= Beginning of Section =
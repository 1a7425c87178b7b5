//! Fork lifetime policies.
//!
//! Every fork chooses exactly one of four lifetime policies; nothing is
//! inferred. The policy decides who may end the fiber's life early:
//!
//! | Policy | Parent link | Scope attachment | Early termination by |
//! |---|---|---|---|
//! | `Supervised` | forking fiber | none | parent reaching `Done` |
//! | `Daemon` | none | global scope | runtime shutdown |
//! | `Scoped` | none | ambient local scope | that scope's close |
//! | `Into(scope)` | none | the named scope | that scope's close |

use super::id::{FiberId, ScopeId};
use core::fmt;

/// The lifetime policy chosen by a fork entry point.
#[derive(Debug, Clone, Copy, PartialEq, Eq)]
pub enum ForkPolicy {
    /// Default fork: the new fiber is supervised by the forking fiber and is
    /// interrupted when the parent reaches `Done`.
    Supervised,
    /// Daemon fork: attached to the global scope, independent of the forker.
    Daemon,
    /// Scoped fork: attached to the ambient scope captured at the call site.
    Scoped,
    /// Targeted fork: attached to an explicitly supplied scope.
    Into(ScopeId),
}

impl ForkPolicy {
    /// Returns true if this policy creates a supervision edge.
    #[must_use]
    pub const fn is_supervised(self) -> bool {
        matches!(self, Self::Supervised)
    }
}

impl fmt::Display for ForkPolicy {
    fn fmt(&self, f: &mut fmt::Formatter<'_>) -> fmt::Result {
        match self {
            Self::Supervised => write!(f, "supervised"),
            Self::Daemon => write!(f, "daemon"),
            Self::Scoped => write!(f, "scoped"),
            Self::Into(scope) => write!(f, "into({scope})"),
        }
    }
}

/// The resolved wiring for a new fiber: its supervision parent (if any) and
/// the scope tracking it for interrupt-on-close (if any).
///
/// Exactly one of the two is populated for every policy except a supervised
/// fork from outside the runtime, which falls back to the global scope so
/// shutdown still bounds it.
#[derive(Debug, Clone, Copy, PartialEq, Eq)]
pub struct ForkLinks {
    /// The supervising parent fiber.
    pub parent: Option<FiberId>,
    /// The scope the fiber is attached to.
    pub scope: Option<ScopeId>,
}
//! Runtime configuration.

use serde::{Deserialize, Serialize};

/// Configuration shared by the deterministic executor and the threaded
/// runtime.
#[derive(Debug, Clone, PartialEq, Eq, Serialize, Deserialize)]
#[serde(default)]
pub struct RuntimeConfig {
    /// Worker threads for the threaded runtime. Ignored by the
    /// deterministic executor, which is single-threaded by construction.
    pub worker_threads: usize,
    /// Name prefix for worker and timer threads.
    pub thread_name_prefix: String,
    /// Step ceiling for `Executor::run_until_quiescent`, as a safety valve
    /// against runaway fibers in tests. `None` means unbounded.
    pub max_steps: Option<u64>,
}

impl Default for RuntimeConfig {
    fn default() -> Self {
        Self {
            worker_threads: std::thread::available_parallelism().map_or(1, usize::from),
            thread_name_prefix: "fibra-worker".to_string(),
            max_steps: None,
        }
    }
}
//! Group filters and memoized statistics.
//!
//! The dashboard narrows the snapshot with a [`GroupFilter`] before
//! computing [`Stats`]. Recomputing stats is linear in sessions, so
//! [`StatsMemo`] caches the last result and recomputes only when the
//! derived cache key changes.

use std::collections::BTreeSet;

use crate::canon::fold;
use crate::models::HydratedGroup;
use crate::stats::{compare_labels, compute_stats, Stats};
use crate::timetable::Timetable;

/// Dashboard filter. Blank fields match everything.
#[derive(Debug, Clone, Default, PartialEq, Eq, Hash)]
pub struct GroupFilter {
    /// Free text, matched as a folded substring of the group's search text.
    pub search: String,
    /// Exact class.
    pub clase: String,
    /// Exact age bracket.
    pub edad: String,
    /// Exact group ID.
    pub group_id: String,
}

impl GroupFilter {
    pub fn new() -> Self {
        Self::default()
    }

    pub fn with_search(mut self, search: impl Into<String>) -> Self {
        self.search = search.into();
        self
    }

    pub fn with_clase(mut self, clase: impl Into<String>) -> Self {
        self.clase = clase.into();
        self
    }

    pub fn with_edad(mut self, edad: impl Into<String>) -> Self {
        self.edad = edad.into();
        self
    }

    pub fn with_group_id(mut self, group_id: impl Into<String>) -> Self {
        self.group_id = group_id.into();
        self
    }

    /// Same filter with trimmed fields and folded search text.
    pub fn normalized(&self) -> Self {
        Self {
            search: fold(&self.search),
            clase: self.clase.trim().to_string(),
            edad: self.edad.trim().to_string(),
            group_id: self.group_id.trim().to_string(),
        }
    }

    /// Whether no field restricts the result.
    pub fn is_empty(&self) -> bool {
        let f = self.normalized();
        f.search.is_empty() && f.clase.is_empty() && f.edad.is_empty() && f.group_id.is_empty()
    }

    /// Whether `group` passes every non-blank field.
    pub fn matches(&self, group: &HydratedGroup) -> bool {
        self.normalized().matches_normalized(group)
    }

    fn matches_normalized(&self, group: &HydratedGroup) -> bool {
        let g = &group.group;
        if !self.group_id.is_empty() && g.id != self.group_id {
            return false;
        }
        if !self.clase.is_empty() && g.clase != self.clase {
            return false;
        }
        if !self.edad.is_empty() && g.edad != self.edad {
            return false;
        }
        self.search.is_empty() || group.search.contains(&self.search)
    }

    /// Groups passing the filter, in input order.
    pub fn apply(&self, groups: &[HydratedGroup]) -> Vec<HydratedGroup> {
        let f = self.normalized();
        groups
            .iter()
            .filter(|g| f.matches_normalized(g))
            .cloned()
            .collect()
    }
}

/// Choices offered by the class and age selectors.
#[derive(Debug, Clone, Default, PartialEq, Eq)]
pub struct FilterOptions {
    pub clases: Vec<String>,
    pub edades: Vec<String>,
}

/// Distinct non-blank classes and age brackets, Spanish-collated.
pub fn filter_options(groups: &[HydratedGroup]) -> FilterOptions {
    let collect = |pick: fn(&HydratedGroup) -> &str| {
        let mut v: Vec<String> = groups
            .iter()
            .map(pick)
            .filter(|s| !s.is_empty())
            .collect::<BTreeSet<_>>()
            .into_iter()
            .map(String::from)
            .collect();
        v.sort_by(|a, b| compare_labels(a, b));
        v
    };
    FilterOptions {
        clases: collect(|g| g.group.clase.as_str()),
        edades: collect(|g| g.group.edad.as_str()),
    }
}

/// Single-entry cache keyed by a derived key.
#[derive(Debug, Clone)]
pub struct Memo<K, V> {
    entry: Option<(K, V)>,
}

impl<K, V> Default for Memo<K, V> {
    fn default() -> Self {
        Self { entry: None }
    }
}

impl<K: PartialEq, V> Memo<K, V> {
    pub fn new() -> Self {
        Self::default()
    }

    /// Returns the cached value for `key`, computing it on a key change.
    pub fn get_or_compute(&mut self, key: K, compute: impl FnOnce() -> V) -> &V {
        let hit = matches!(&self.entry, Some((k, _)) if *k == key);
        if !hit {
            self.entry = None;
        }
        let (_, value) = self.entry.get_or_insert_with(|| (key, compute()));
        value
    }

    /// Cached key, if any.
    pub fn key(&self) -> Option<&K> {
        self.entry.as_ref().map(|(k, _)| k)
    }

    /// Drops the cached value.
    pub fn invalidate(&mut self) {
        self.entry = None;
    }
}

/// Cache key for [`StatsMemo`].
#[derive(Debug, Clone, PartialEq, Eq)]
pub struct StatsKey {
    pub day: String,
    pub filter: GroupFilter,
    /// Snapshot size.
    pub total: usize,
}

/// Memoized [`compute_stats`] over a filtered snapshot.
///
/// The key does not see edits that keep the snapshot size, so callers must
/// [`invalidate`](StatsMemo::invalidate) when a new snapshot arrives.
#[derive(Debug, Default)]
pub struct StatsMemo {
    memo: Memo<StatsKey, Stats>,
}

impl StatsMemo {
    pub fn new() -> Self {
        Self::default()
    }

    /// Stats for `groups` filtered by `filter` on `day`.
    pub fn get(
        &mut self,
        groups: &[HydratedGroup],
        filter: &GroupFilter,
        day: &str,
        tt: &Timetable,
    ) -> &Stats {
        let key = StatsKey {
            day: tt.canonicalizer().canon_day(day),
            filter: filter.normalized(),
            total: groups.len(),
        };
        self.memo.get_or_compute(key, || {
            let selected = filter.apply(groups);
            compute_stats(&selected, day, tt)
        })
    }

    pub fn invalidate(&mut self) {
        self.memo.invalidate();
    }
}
= End of Section =
__The problem__
From the data above, return every line from the line that has "Cache key for" up to and including the line that has "pub struct StatsMemo", exactly.

__Result for this task__
/// Cache key for [`StatsMemo`].
#[derive(Debug, Clone, PartialEq, Eq)]
pub struct StatsKey {
    pub day: String,
    pub filter: GroupFilter,
    /// Snapshot size.
    pub total: usize,
}

/// Memoized [`compute_stats`] over a filtered snapshot.
///
/// The key does not see edits that keep the snapshot size, so callers must
/// [`invalidate`](StatsMemo::invalidate) when a new snapshot arrives.
#[derive(Debug, Default)]
pub struct StatsMemo {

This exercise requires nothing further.